We concede that at the end of our editorial process the conceptual questions posed in an era of spin remain open. Many experts, like Mary Douglas (Comptes Rendus), for example, simply think that since truth tends always to adhere to the positions of power and authority, then spin is a permanent condition. In our Interview Ralph Nader (Princeton ‘55), on the other hand, claims still to fight spin (which he calls “evasion”) with factual correction and empirical argument. The line demarcating spin from interpretation or argument is as yet blurry (both of the latter being essential elements of what Kant celebrated as “public reason”). We know it is there, but, for the moment, its precise location must be experimented with on a case-by-case basis. Writers routinely tailor their information to their intended audience, as in Patricia Crone’s (Innovations) new edited series of short popular biographies on major Muslims in history. To reach and inform an audience comprised of non-Arabic speaking Muslims, university students, and the general American public, what must the authors omit? Is this spin? The same questions arise (Forum) in any attempt to teach undergraduates.

Thus, where, and when, does spin find its ultimate limits? It is not merely an American phenomenon, as Stephen Kotkin (Comptes Rendus) shows us in writing about the new language of political attack and corruption in Russia. And, as Sadik al-Azm (Comptes Rendus) makes clear, what is almost invisibly spun in our political context, may be seen as baldfaced lies by a viewer located outside the political and cultural boundaries of America. Humor, too, he reminds us, is a great device for testing the limits of spin, and the patience of authority. Tony Grafton (Forum) quips that “spin works until nature bites you in the ass.” Or if nature keeps us waiting too long, we might instead look to the law, as in the recent conviction of Enron’s Kenneth (Kenny Boy) Lay and Jeffery Skilling for fraud and conspiracy. These convictions stand as a epitaph for an entire decade of financial excesses and management failures that were only revealed when the stock-market spin of a dawning epoch of limitless growth finally met “market realities;” a decade, the sequelae of which we are living out now, where self-certitude and spin substituted in equity markets for caution, reflection, and assessment of “fundamentals.”

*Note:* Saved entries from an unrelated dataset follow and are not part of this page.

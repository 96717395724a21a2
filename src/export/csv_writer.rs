//! CSV export of a full table.
//!
//! The file has a header row, no index column, comma delimiter, and
//! replaces any existing file at the destination.

use std::fs::File;
use std::path::{Path, PathBuf};

use serde::Serialize;

use crate::error::ExportError;
use crate::record::Value;
use crate::table::Table;

/// What was written by [`write_csv`].
#[derive(Debug, Clone, Serialize)]
pub struct CsvSummary {
    pub path: PathBuf,
    pub rows: usize,
    pub columns: Vec<String>,
}

/// Write `table` to `path` as CSV, truncating any existing file.
///
/// Parent directories are not created.
pub fn write_csv(table: &Table, path: &Path) -> Result<CsvSummary, ExportError> {
    let file = File::create(path)?;
    let mut writer = csv::Writer::from_writer(file);

    writer.write_record(table.columns())?;
    for row in table.rows() {
        writer.write_record(row.iter().map(Value::to_string))?;
    }
    writer.flush()?;

    tracing::info!(
        path = %path.display(),
        rows = table.num_rows(),
        columns = table.num_columns(),
        "CSV file written"
    );

    Ok(CsvSummary {
        path: path.to_path_buf(),
        rows: table.num_rows(),
        columns: table.columns().to_vec(),
    })
}

/// Read a CSV file back into a table. Every cell is text; empty cells are null.
pub fn read_csv(path: &Path) -> Result<Table, ExportError> {
    let mut reader = csv::Reader::from_path(path)?;
    let columns: Vec<String> = reader.headers()?.iter().map(|h| h.to_string()).collect();

    let mut rows = Vec::new();
    for result in reader.records() {
        let record = result?;
        let row = record
            .iter()
            .map(|cell| {
                if cell.is_empty() {
                    Value::Null
                } else {
                    Value::from(cell)
                }
            })
            .collect();
        rows.push(row);
    }

    tracing::debug!(path = %path.display(), rows = rows.len(), "CSV file loaded");

    Ok(Table::new(columns, rows))
}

Provisionally, we conclude that spin is a variety of interpretation: an interpretive act meant to subject words and concepts, data and information, to a whirling motion. Which, of course, with its implied invidious judgment as compared to academic rigor and rectitude, means that at one level we too are spinning spin.

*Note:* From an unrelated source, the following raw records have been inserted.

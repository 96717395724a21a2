//! HuggingFace Hub REST API client for dataset download.
//!
//! Resolves a split through the Hub's parquet listing
//! (`/api/datasets/{repo}/parquet`), downloads every shard of it and
//! decodes the shards into a [`Split`].

use std::collections::BTreeMap;
use std::path::{Path, PathBuf};

use bytes::Bytes;
use reqwest::{Client, Response, StatusCode};

use crate::error::FetchError;
use crate::record::{Record, Split};

use super::decode_parquet;

pub const DEFAULT_ENDPOINT: &str = "https://huggingface.co";

/// Config name the Hub gives datasets that declare no explicit subsets.
pub const DEFAULT_CONFIG: &str = "default";

/// Parquet listing as returned by the Hub: config -> split -> shard URLs.
pub type ParquetListing = BTreeMap<String, BTreeMap<String, Vec<String>>>;

/// Connection settings for the Hub.
#[derive(Debug, Clone)]
pub struct HubConfig {
    pub endpoint: String,
    /// Bearer token for gated or private datasets.
    pub token: Option<String>,
}

impl Default for HubConfig {
    fn default() -> Self {
        Self {
            endpoint: DEFAULT_ENDPOINT.to_string(),
            token: None,
        }
    }
}

impl HubConfig {
    pub fn with_endpoint(mut self, endpoint: impl Into<String>) -> Self {
        self.endpoint = endpoint.into();
        self
    }

    pub fn with_token(mut self, token: Option<String>) -> Self {
        self.token = token.filter(|t| !t.is_empty());
        self
    }
}

/// Which part of a dataset to fetch, and where to keep the downloaded shards.
#[derive(Debug, Clone)]
pub struct FetchOptions {
    pub split: String,
    pub config: Option<String>,
    pub cache_dir: Option<PathBuf>,
}

impl FetchOptions {
    pub fn new(split: impl Into<String>) -> Self {
        Self {
            split: split.into(),
            config: None,
            cache_dir: None,
        }
    }

    pub fn with_config(mut self, config: Option<String>) -> Self {
        self.config = config;
        self
    }

    pub fn with_cache_dir(mut self, cache_dir: Option<PathBuf>) -> Self {
        self.cache_dir = cache_dir;
        self
    }
}

pub struct HubClient {
    client: Client,
    config: HubConfig,
}

impl HubClient {
    pub fn new(config: HubConfig) -> Result<Self, FetchError> {
        let client = Client::builder()
            .user_agent(concat!("hf-export/", env!("CARGO_PKG_VERSION")))
            .build()?;
        Ok(Self { client, config })
    }

    pub fn listing_url(&self, repo_id: &str) -> String {
        format!(
            "{}/api/datasets/{}/parquet",
            self.config.endpoint.trim_end_matches('/'),
            repo_id
        )
    }

    /// Fetch the config/split/shard listing of a dataset.
    pub async fn parquet_listing(&self, repo_id: &str) -> Result<ParquetListing, FetchError> {
        validate_dataset_id(repo_id)?;

        let url = self.listing_url(repo_id);
        tracing::debug!(url = %url, "Requesting parquet listing");

        let resp = self.get(&url).send().await?;
        let resp = check_listing_status(repo_id, resp).await?;
        let listing: ParquetListing = resp.json().await?;

        tracing::info!(
            repo = repo_id,
            configs = listing.len(),
            "Parquet listing fetched"
        );
        Ok(listing)
    }

    /// Download and decode one split of a Hub dataset.
    pub async fn fetch_split(
        &self,
        repo_id: &str,
        options: &FetchOptions,
    ) -> Result<Split, FetchError> {
        let listing = self.parquet_listing(repo_id).await?;
        let (config, shards) = select_shards(&listing, options.config.as_deref(), &options.split)?;

        tracing::info!(
            repo = repo_id,
            config = config,
            split = %options.split,
            shards = shards.len(),
            "Downloading dataset from HuggingFace"
        );

        let mut records: Vec<Record> = Vec::new();
        for (index, url) in shards.iter().enumerate() {
            let bytes = self.download(url).await?;

            if let Some(ref cache_dir) = options.cache_dir {
                let local_path = shard_cache_path(cache_dir, repo_id, config, &options.split, index);
                if let Some(parent) = local_path.parent() {
                    std::fs::create_dir_all(parent)?;
                }
                std::fs::write(&local_path, &bytes)?;
                tracing::debug!(path = %local_path.display(), "Shard written to cache dir");
            }

            tracing::info!(
                shard = index,
                size = bytes.len(),
                "Shard downloaded"
            );
            records.extend(decode_parquet(bytes)?);
        }

        tracing::info!(
            repo = repo_id,
            split = %options.split,
            rows = records.len(),
            "Split loaded"
        );

        Ok(Split::new(options.split.clone(), records))
    }

    /// Shard URLs come from a listing that already resolved, so any failure
    /// here is reported with its raw status rather than as a missing dataset.
    async fn download(&self, url: &str) -> Result<Bytes, FetchError> {
        let resp = self.get(url).send().await?;
        if !resp.status().is_success() {
            tracing::warn!(url = url, status = %resp.status(), "Shard download failed");
            return Err(http_error(resp).await);
        }
        Ok(resp.bytes().await?)
    }

    fn get(&self, url: &str) -> reqwest::RequestBuilder {
        let request = self.client.get(url);
        match self.config.token {
            Some(ref token) => request.bearer_auth(token),
            None => request,
        }
    }
}

async fn check_listing_status(repo_id: &str, resp: Response) -> Result<Response, FetchError> {
    let status = resp.status();
    if status.is_success() {
        return Ok(resp);
    }
    match status {
        StatusCode::NOT_FOUND => Err(FetchError::DatasetNotFound(repo_id.to_string())),
        StatusCode::UNAUTHORIZED | StatusCode::FORBIDDEN => {
            Err(FetchError::Unauthorized(repo_id.to_string()))
        }
        _ => Err(http_error(resp).await),
    }
}

async fn http_error(resp: Response) -> FetchError {
    FetchError::Http {
        status: resp.status().as_u16(),
        body: resp.text().await.unwrap_or_default(),
    }
}

/// Dataset ids on the Hub are `owner/name`.
pub fn validate_dataset_id(repo_id: &str) -> Result<(), FetchError> {
    match repo_id.split_once('/') {
        Some((owner, name)) if !owner.is_empty() && !name.is_empty() && !name.contains('/') => {
            Ok(())
        }
        _ => Err(FetchError::InvalidDatasetId(repo_id.to_string())),
    }
}

/// Pick the config and the shard URLs of `split` from a parquet listing.
///
/// Without an explicit config, `default` wins, then a lone config; several
/// named configs require the caller to choose.
pub fn select_shards<'a>(
    listing: &'a ParquetListing,
    config: Option<&str>,
    split: &str,
) -> Result<(&'a str, &'a [String]), FetchError> {
    let available = || listing.keys().cloned().collect::<Vec<_>>();

    let (config_name, splits) = match config {
        Some(name) => listing
            .get_key_value(name)
            .ok_or_else(|| FetchError::ConfigNotFound {
                config: name.to_string(),
                available: available(),
            })?,
        None => match listing.get_key_value(DEFAULT_CONFIG) {
            Some(entry) => entry,
            None => {
                let mut configs = listing.iter();
                match (configs.next(), configs.next()) {
                    (Some(entry), None) => entry,
                    (None, _) => {
                        return Err(FetchError::SplitNotFound {
                            split: split.to_string(),
                            available: Vec::new(),
                        })
                    }
                    _ => {
                        return Err(FetchError::ConfigRequired {
                            available: available(),
                        })
                    }
                }
            }
        },
    };

    let shards = splits
        .get(split)
        .ok_or_else(|| FetchError::SplitNotFound {
            split: split.to_string(),
            available: splits.keys().cloned().collect(),
        })?;

    Ok((config_name.as_str(), shards.as_slice()))
}

/// Where a downloaded shard lands inside the cache directory.
pub fn shard_cache_path(
    cache_dir: &Path,
    repo_id: &str,
    config: &str,
    split: &str,
    index: usize,
) -> PathBuf {
    cache_dir
        .join("datasets")
        .join(repo_id.replace('/', "___"))
        .join(urlencoding::encode(config).as_ref())
        .join(urlencoding::encode(split).as_ref())
        .join(format!("{:05}.parquet", index))
}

In that spirit, we invited our contributors to 4Q & 4A to spin, which they surely did, with relish: speaking of “English professors who secretly loathe ‘gender-neutral’ language” (Robert George); describing “sexual politics” as “Politics without (having) sex”” (Stanley Corngold); describing “street politics” as “handing out copies of Karl Marx on Wall Street,” in a dream, no less (Ruben Gallo) or as “celebrating [the] Independence of Israel” by parading up and down Fifth Avenue in a gold cart (Ruth Westheimer).

In this pursuit we may, from time to time, be similarly gleeful, dismissive, sharp, even arrogant. What we refuse, however, is to “disguise our intentions in rhetoric.” That, then, is where we draw our final line.